The resolution was proposed in response to HR-4437, a bill sponsored by Rep. F. James Sensenbrenner Jr., R-Wisc., and passed by the House of in December.
Under the Sensenbrenner bill, anyone who helps an undocumented immigrant remain in the U.S.—“knowing or in reckless disregard of the fact that such person is an alien”—could face up to 20 years in prison.
The bill would also increase the number of patrols and canine detection teams at the country’s borders.
The Cambridge resolution charges that this bill contains “counterproductive, misguided measures, including...erosion of cherished legal traditions such as due process.”
Nor does the resolution offer support for a guest worker program, such as that proposed by President Bush. It says that this “would create a second-class citizenry without basic rights that would be disenfranchised and would be vulnerable to exploitation by unscrupulous employers.”
Gabriel Camacho, a regional organizer for the American Friends Service Committee in Cambridge, said Monday that the Sensenbrenner bill contains “proposals that mirror the language of the 1850s Fugitive Slave Act” which made it a crime to harbor or support a runaway slave.
The city first declared itself a “sanctuary city” on April 8, 1985, when large numbers of refugees fleeing the war in El Salvador arrived in Cambridge and were denied political asylum and threatened with deportation.
“Those people came really fearing they would die if they went back,” said Alice Wolf, a state representative and former Cambridge mayor, who sponsored the original sanctuary city resolution.
While they acknowledged that most undocumented immigrants are now economic migrants, many speakers at Monday’s meeting blamed hypocritical policies of the American government for the immigration problem.
Councillor Craig Kelley reminded the council that the symbolic value of the sanctuary city resolution will be irrelevant if affordable housing and strong public services are not available in Cambridge.
Cambridge resident Robert LaTrémouille was more critical about the validity of the resolution, which was discussed for nearly two hours.
In an interview yesterday, he said the council should not concern itself with symbolic resolutions about national politics.

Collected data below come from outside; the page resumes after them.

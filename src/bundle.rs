//! Bundle traversal: bounded subgraph fetch from a root Thing.
//!
//! A bundle is a transient query result — the connected subgraph reachable
//! from a root, produced by a breadth-first, depth-bounded walk over outgoing
//! statements. The live graph contains cycles (research-field hierarchies
//! reference each other), so the traversal tracks the best depth each node
//! was reached at and never re-expands a node at an equal-or-greater depth.

use std::collections::{BTreeSet, HashMap, HashSet, VecDeque};

use crate::statement::{recency_key, Statement, StatementId};
use crate::store::GraphStore;
use crate::thing::{Thing, ThingId};

/// Configuration for a bundle fetch.
#[derive(Debug, Clone)]
pub struct BundleConfiguration {
    /// Statements at levels `<= min_level` are excluded from the result
    /// (but still traversed).
    pub min_level: Option<usize>,
    /// Branches stop expanding once this depth is exceeded.
    pub max_level: Option<usize>,
    /// Edges into resources carrying any of these classes are pruned: the
    /// statement is excluded and traversal does not continue past it.
    pub blacklist: BTreeSet<ThingId>,
    /// When non-empty, only resources whose classes intersect this set are
    /// expanded further; the statement reaching a non-matching resource is
    /// still included.
    pub whitelist: BTreeSet<ThingId>,
    /// When false, statements whose subject is the root are excluded from
    /// the result but still seed the traversal.
    pub include_first_level: bool,
}

impl Default for BundleConfiguration {
    fn default() -> Self {
        Self {
            min_level: None,
            max_level: None,
            blacklist: BTreeSet::new(),
            whitelist: BTreeSet::new(),
            include_first_level: true,
        }
    }
}

impl BundleConfiguration {
    pub fn to_depth(max_level: usize) -> Self {
        Self {
            max_level: Some(max_level),
            ..Default::default()
        }
    }
}

/// A materialized subgraph reachable from `root`, most recent statement first.
#[derive(Debug, Clone)]
pub struct Bundle {
    pub root: ThingId,
    pub statements: Vec<Statement>,
}

impl Bundle {
    pub fn is_empty(&self) -> bool {
        self.statements.is_empty()
    }

    pub fn len(&self) -> usize {
        self.statements.len()
    }

    /// Objects of bundle statements with the given subject and predicate.
    pub fn objects_of(&self, subject: &ThingId, predicate: &ThingId) -> Vec<&ThingId> {
        self.statements
            .iter()
            .filter(|s| s.subject == *subject && s.predicate == *predicate)
            .map(|s| &s.object)
            .collect()
    }
}

/// Fetch the bounded subgraph reachable from `root`.
///
/// Terminates on cyclic graphs; result ordering is `created_at` descending
/// with the statement-ID suffix as tie-break.
pub fn fetch_bundle(store: &GraphStore, root: &ThingId, config: &BundleConfiguration) -> Bundle {
    // Best depth each node was expanded at; a node reached again at an
    // equal-or-greater depth is not re-expanded.
    let mut best_depth: HashMap<ThingId, usize> = HashMap::new();
    let mut included: HashSet<StatementId> = HashSet::new();
    let mut statements: Vec<Statement> = Vec::new();
    let mut queue: VecDeque<(ThingId, usize)> = VecDeque::new();

    best_depth.insert(root.clone(), 0);
    queue.push_back((root.clone(), 0));

    while let Some((node, depth)) = queue.pop_front() {
        let level = depth + 1;
        if let Some(max) = config.max_level {
            if level > max {
                continue;
            }
        }

        for statement in store.statements_about(&node) {
            let object = store.get_thing(&statement.object);

            // Blacklisted objects prune both the edge and the subtree.
            if let Some(Thing::Resource(ref resource)) = object {
                if resource.classes.iter().any(|c| config.blacklist.contains(c)) {
                    continue;
                }
            }

            let below_min = config.min_level.is_some_and(|min| level <= min);
            let first_level_hidden = !config.include_first_level && statement.subject == *root;
            if !below_min && !first_level_hidden && included.insert(statement.id.clone()) {
                statements.push(statement.clone());
            }

            // Only resources are expanded; literals, predicates, and classes
            // are terminal. The whitelist gates expansion, not inclusion.
            let Some(Thing::Resource(resource)) = object else {
                continue;
            };
            if !config.whitelist.is_empty()
                && !resource.classes.iter().any(|c| config.whitelist.contains(c))
            {
                continue;
            }
            let revisit_shallower = best_depth
                .get(&statement.object)
                .is_none_or(|&d| level < d);
            if revisit_shallower {
                best_depth.insert(statement.object.clone(), level);
                queue.push_back((statement.object.clone(), level));
            }
        }
    }

    statements.sort_by_key(recency_key);
    Bundle {
        root: root.clone(),
        statements,
    }
}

“It’s a smokescreen, so people will not see the really terrible things they do on their own turf,” he said. “We need to understand that the things we control are the things we pay for.”
This is not Cambridge’s first gesture of civil disobedience. On June 17, 2002, the council passed a resolution declaring that Cambridge would not cooperate with the Department of Homeland Security to enforce provisions of the USA PATRIOT act which violate citizens’ civil liberties.